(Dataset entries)
+ + +
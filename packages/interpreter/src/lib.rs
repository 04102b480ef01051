//! # NHaml Interpreter
//!
//! An [`ExpressionCompiler`] that parses the generated expression program
//! and hands back tree-walking closures as entry points.
//!
//! ```rust
//! use nhaml_compiler::{CodeHost, ReturnKind, UnitSharing};
//! use nhaml_interpreter::Interpreter;
//!
//! let mut host = CodeHost::new("Page", UnitSharing::Dedupe);
//! let unit = host.register("upper(model.name)", ReturnKind::Text, 1);
//! let units = host.compile(&Interpreter::new(), &["core".to_string()]).unwrap();
//! assert_eq!(units.len(), 1);
//! # let _ = unit;
//! ```

pub mod ast;
pub mod builtins;
pub mod eval;
pub mod lexer;
pub mod parser;

pub use eval::{to_text, EvalError, EvalResult};

use ast::FunctionDecl;
use builtins::FunctionTable;
use nhaml_compiler::{
    CompileRequest, CompiledLibrary, Diagnostic, EntryPoint, ExpressionCompiler, ReturnKind,
    UnitError,
};
use serde_json::Value;
use std::collections::HashMap;
use std::sync::Arc;
use tracing::{debug, instrument, warn};

/// Interpreting expression compiler
#[derive(Debug, Default, Clone)]
pub struct Interpreter;

impl Interpreter {
    pub fn new() -> Self {
        Self
    }
}

impl ExpressionCompiler for Interpreter {
    #[instrument(skip_all, fields(model_type = request.model_type, bytes = request.source.len()))]
    fn compile(
        &self,
        request: &CompileRequest<'_>,
    ) -> Result<Box<dyn CompiledLibrary>, Vec<Diagnostic>> {
        let mut diagnostics = Vec::new();
        let mut table = FunctionTable::new();
        for reference in request.references {
            match builtins::library(reference) {
                Some(library) => table.import(library),
                None => diagnostics.push(Diagnostic::new(
                    0,
                    format!("Unknown library reference `{}`", reference),
                )),
            }
        }

        let (decls, errors) = parser::parse_program(request.source, &table);
        diagnostics.extend(errors);

        let mut functions = HashMap::with_capacity(decls.len());
        for decl in decls {
            if functions.contains_key(&decl.name) {
                diagnostics.push(
                    Diagnostic::new(
                        parser::line_of(request.source, decl.span.start),
                        format!("Duplicate function `{}`", decl.name),
                    )
                    .with_unit(decl.name.clone())
                    .with_span(decl.span.clone()),
                );
                continue;
            }
            let name = decl.name.clone();
            functions.insert(name, entry_point(decl));
        }

        if !diagnostics.is_empty() {
            warn!(count = diagnostics.len(), "expression program rejected");
            return Err(diagnostics);
        }

        debug!(functions = functions.len(), "expression program compiled");
        Ok(Box::new(Program { functions }))
    }
}

struct Program {
    functions: HashMap<String, EntryPoint>,
}

impl CompiledLibrary for Program {
    fn entry_point(&self, name: &str) -> Option<EntryPoint> {
        self.functions.get(name).cloned()
    }
}

fn entry_point(decl: FunctionDecl) -> EntryPoint {
    let body = Arc::new(decl.body);
    match decl.kind {
        ReturnKind::Text => EntryPoint::Text(Arc::new(
            move |model: &Value| -> Result<String, UnitError> {
                Ok(to_text(&eval::evaluate(&body, model)?))
            },
        )),
        ReturnKind::Boolean => EntryPoint::Boolean(Arc::new(
            move |model: &Value| -> Result<bool, UnitError> {
                match eval::evaluate(&body, model)? {
                    Value::Bool(b) => Ok(b),
                    other => Err(EvalError::TypeMismatch {
                        expected: "bool",
                        found: eval::type_name(&other),
                    }
                    .into()),
                }
            },
        )),
    }
}

/// Pretty-print diagnostics against the program they refer to
pub fn format_diagnostics(source: &str, diagnostics: &[Diagnostic]) -> String {
    use ariadne::{Color, Label, Report, ReportKind, Source};

    let filename = "<expressions>";
    let mut output = Vec::new();

    for diagnostic in diagnostics {
        let span = diagnostic.span.clone().unwrap_or(0..0);

        let label = match (&diagnostic.unit, diagnostic.template_line) {
            (Some(unit), Some(line)) => format!("in {} (template line {})", unit, line),
            (Some(unit), None) => format!("in {}", unit),
            (None, _) => diagnostic.message.clone(),
        };

        let report = Report::build(ReportKind::Error, filename, span.start)
            .with_message(&diagnostic.message)
            .with_label(
                Label::new((filename, span))
                    .with_color(Color::Red)
                    .with_message(label),
            )
            .finish();

        if report
            .write((filename, Source::from(source)), &mut output)
            .is_err()
        {
            output.extend_from_slice(diagnostic.to_string().as_bytes());
            output.push(b'\n');
        }
    }

    String::from_utf8_lossy(&output).into_owned()
}

#[cfg(test)]
mod tests;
+ + +
EXERCISE DESCRIPTION —
What should come out is the exact run of lines from the one holding "Source::from(source)), &mut output)" through the end of the records above, and nothing besides.

SOLUTION —
            .write((filename, Source::from(source)), &mut output)
            .is_err()
        {
            output.extend_from_slice(diagnostic.to_string().as_bytes());
            output.push(b'\n');
        }
    }

    String::from_utf8_lossy(&output).into_owned()
}

#[cfg(test)]
mod tests;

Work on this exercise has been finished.